By Dr. Christopher Morrison
Nuclear energy has played a key supporting role in historic missions to Mars, Pluto, and across the Solar System for the last 50 years. On January 1 2019, the nuclear-powered New Horizons flew by the most distant object ever observed up close – Ultima Thule, after it having already flown by Pluto in 2015.
Nuclear energy for space applications is nothing new. The past 50 years have focused on robotic exploration and usually involved providing a few hundred watts for a computer and communication system. However, the next 50 years will involve providing power for human settlements and will require kilowatt and megawatt power systems for life support, propulsion, and industry. While solar is an alternative power source and works well in many locations, nuclear energy is a necessity for locations far from the sun or places like the moon which has long periods of darkness.
The most common type of nuclear technology used today is the Radioisotope Thermal Generator (RTG).
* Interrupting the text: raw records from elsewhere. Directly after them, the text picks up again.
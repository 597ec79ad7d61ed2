//! URL structure classification.
//!
//! `classify_url` is a pure function of `(url, category)`. The priority
//! order of the rules is deliberate and encoded as the `RULES` slice:
//! system parameters short-circuit everything, then the category root,
//! then product/filter paths under it, then editorial articles, then the
//! catch-all. First matching rule wins.

use once_cell::sync::Lazy;
use regex::Regex;

use crate::lexicon;
use crate::model::{ContentType, FunnelStage, UrlClassification, UrlType};
use crate::normalize::{fold_accents, keyword_variations};

/// Slug text followed by a long numeric id, e.g. `/qled-q80c-55-138552`.
static PRODUCT_ID_RE: Lazy<Regex> =
    Lazy::new(|| Regex::new(r"/[a-z0-9-]+-\d{5,}").expect("valid product id pattern"));

/// Size facet path segment, e.g. `55-pulgadas`.
static SIZE_SEGMENT_RE: Lazy<Regex> =
    Lazy::new(|| Regex::new(r"^(\d{2,3})-pulgadas$").expect("valid size segment pattern"));

/// Leading size mention in a query, e.g. `55 pulgadas` or bare `65`.
static SIZE_QUERY_RE: Lazy<Regex> =
    Lazy::new(|| Regex::new(r#"(\d{2,3})\s*(pulgadas|")?"#).expect("valid size query pattern"));

struct UrlContext<'a> {
    url: &'a str,
    path: &'a str,
    category: &'a str,
    has_sorting: bool,
    has_pagination: bool,
    has_price: bool,
}

type Rule = (&'static str, fn(&UrlContext) -> Option<UrlClassification>);

/// Ordered rule chain; evaluation stops at the first `Some`.
const RULES: &[Rule] = &[
    ("system_parameters", rule_system_parameters),
    ("category_root", rule_category_root),
    ("product_detail", rule_product_detail),
    ("facet_filter", rule_facet_filter),
    ("editorial_article", rule_editorial_article),
];

pub fn classify_url(url: &str, category: &str) -> UrlClassification {
    let url = url.trim().to_lowercase();
    if url.is_empty() {
        return UrlClassification::default();
    }

    let category = category.trim().to_lowercase();
    let path = url
        .split(['?', '#'])
        .next()
        .unwrap_or_default();

    let ctx = UrlContext {
        url: &url,
        path,
        category: &category,
        has_sorting: url.contains("?order=") || url.contains("&order="),
        has_pagination: url.contains("?page=") || url.contains("&page="),
        has_price: url.contains("precio=") || url.contains("price="),
    };

    for (_, rule) in RULES {
        if let Some(classification) = rule(&ctx) {
            return classification;
        }
    }

    UrlClassification {
        has_sorting: ctx.has_sorting,
        has_pagination: ctx.has_pagination,
        has_price: ctx.has_price,
        ..UrlClassification::default()
    }
}

fn rule_system_parameters(ctx: &UrlContext) -> Option<UrlClassification> {
    if !(ctx.has_sorting || ctx.has_pagination || ctx.has_price) {
        return None;
    }

    Some(UrlClassification {
        url_type: UrlType::FilterNoindex,
        content_type: ContentType::Transactional,
        funnel_stage: FunnelStage::Bofu,
        has_sorting: ctx.has_sorting,
        has_pagination: ctx.has_pagination,
        has_price: ctx.has_price,
        ..UrlClassification::default()
    })
}

fn rule_category_root(ctx: &UrlContext) -> Option<UrlClassification> {
    let root = format!("/{}", ctx.category);
    if !(ctx.path.ends_with(&root) || ctx.path.ends_with(&format!("{root}/"))) {
        return None;
    }

    Some(UrlClassification {
        url_type: UrlType::Category,
        content_type: ContentType::Transactional,
        funnel_stage: FunnelStage::Bofu,
        ..UrlClassification::default()
    })
}

fn rule_product_detail(ctx: &UrlContext) -> Option<UrlClassification> {
    if !under_category(ctx) || !PRODUCT_ID_RE.is_match(ctx.path) {
        return None;
    }

    Some(UrlClassification {
        url_type: UrlType::Product,
        content_type: ContentType::Transactional,
        funnel_stage: FunnelStage::Bofu,
        ..UrlClassification::default()
    })
}

fn rule_facet_filter(ctx: &UrlContext) -> Option<UrlClassification> {
    if !under_category(ctx) {
        return None;
    }

    let facets = facet_segments(ctx.path, ctx.category);
    let num_facets = facets.len();
    let clean_combination = combination_is_clean(&facets);

    Some(UrlClassification {
        url_type: UrlType::Filter,
        content_type: ContentType::Transactional,
        funnel_stage: FunnelStage::Bofu,
        facets,
        num_facets,
        clean_combination,
        ..UrlClassification::default()
    })
}

fn rule_editorial_article(ctx: &UrlContext) -> Option<UrlClassification> {
    let mentions_category = keyword_variations(ctx.category)
        .iter()
        .any(|variation| ctx.url.contains(variation.as_str()));
    let spaced = space_folded(ctx.url);
    let editorial = lexicon::EDITORIAL_MARKERS
        .iter()
        .any(|marker| spaced.contains(marker));

    if !(mentions_category || editorial) {
        return None;
    }

    Some(UrlClassification {
        url_type: UrlType::Article,
        content_type: ContentType::Informational,
        funnel_stage: article_funnel_stage(&spaced),
        ..UrlClassification::default()
    })
}

fn under_category(ctx: &UrlContext) -> bool {
    ctx.path.contains(&format!("/{}/", ctx.category))
}

fn facet_segments(path: &str, category: &str) -> Vec<String> {
    let root = format!("/{category}/");
    let Some(idx) = path.find(&root) else {
        return Vec::new();
    };

    path[idx + root.len()..]
        .split('/')
        .filter(|segment| !segment.is_empty())
        .map(ToOwned::to_owned)
        .collect()
}

/// A combination is clean when no two segments resolve to the same facet
/// type; duplicated types signal dirty crawl paths.
fn combination_is_clean(segments: &[String]) -> bool {
    let mut seen = Vec::new();
    for segment in segments {
        if let Some((facet_type, _)) = resolve_segment(segment) {
            if seen.contains(&facet_type) {
                return false;
            }
            seen.push(facet_type);
        }
    }
    true
}

/// Resolve a raw path segment to a `(facet_type, value)` pair via the
/// lexicon tables. Unrecognized segments resolve to None.
pub fn resolve_segment(segment: &str) -> Option<(String, String)> {
    if let Some(captures) = SIZE_SEGMENT_RE.captures(segment) {
        return Some(("tamano".to_owned(), captures[1].to_owned()));
    }

    if lexicon::BRAND_SLUGS.contains(&segment) {
        return Some(("marca".to_owned(), segment.to_owned()));
    }

    for (slug, canonical) in lexicon::TECHNOLOGY_SLUGS {
        if segment == *slug {
            return Some(("tecnologia".to_owned(), (*canonical).to_owned()));
        }
    }

    if lexicon::CONNECTIVITY_SLUGS.contains(&segment) {
        return Some(("conectividad".to_owned(), segment.to_owned()));
    }

    if lexicon::CONDITION_SLUGS.contains(&segment) {
        let facet_type = if segment == "ofertas" { "oferta" } else { "estado" };
        return Some((facet_type.to_owned(), segment.to_owned()));
    }

    if lexicon::USE_CASE_SLUGS.contains(&segment) {
        return Some(("uso".to_owned(), segment.to_owned()));
    }

    match segment {
        "120-hz" | "120hz" => return Some(("caracteristica".to_owned(), "120hz".to_owned())),
        "hdmi-2-1" => return Some(("caracteristica".to_owned(), "hdmi-2.1".to_owned())),
        _ => {}
    }

    None
}

/// Funnel stage of an article URL: first matching bucket wins, checked
/// TOFU then MOFU then BOFU; articles with no marker default to MOFU.
fn article_funnel_stage(spaced: &str) -> FunnelStage {
    let buckets: [(&[&str], FunnelStage); 3] = [
        (lexicon::TOFU_MARKERS, FunnelStage::Tofu),
        (lexicon::MOFU_MARKERS, FunnelStage::Mofu),
        (lexicon::BOFU_MARKERS, FunnelStage::Bofu),
    ];

    for (markers, stage) in buckets {
        if markers.iter().any(|marker| spaced.contains(marker)) {
            return stage;
        }
    }

    FunnelStage::Mofu
}

fn space_folded(text: &str) -> String {
    fold_accents(text)
        .chars()
        .map(|c| if c == '-' || c == '_' || c == '/' { ' ' } else { c })
        .collect()
}

/// Build the filter URL a transactional query should land on, composing
/// size, technology, brand, feature and use-case parts in that order.
pub fn suggest_filter_url(query: &str, category: &str) -> String {
    let category = category.trim().to_lowercase();
    let root = format!("/{category}");
    if query.trim().is_empty() {
        return root;
    }

    let query = fold_accents(query);
    let mut parts = vec![root];

    if let Some(captures) = SIZE_QUERY_RE.captures(&query) {
        parts.push(format!("{}-pulgadas", &captures[1]));
    }

    let tech_map: &[(&str, &str)] = &[
        ("oled", "oled"),
        ("qled", "qled"),
        ("mini led", "mini-led"),
        ("smart tv", "smart-tv"),
        ("android tv", "android-tv"),
    ];
    for (pattern, slug) in tech_map {
        if query.contains(pattern) {
            parts.push((*slug).to_owned());
            break;
        }
    }

    for brand in lexicon::BRAND_SLUGS {
        if query.contains(brand) {
            parts.push((*brand).to_owned());
            break;
        }
    }

    if query.contains("120hz") || query.contains("120 hz") {
        parts.push("120-hz".to_owned());
    }

    if ["gaming", "ps5", "xbox", "jugar"]
        .iter()
        .any(|token| query.contains(token))
        && !parts.iter().any(|part| part == "gaming")
    {
        parts.push("gaming".to_owned());
    }

    parts.join("/")
}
RTGs use the heat produced by radioactive material (usually Pu-238) decaying into stable state. RTGs are often called nuclear batteries because they can be modularized almost like AA or AAA batteries. RTGs have played a vital role in robotic science missions including the Curiosity Rover, Cassini, and the Voyager probes. Voyager 1 and 2 have left the Solar System and are still communicating with Earth after over 40 years and billions of miles distance. RTGs will continue to play an important role in science missions such as the Mars 2020 Rover.
However, RTGs will are not suited to supply the kilowatt- and megawatt-scale power needs of future human spaceflight. There is a second type of nuclear energy called fission that can achieve high power density and can scale to power levels capable of supporting human operations.
Nuclear fission requires a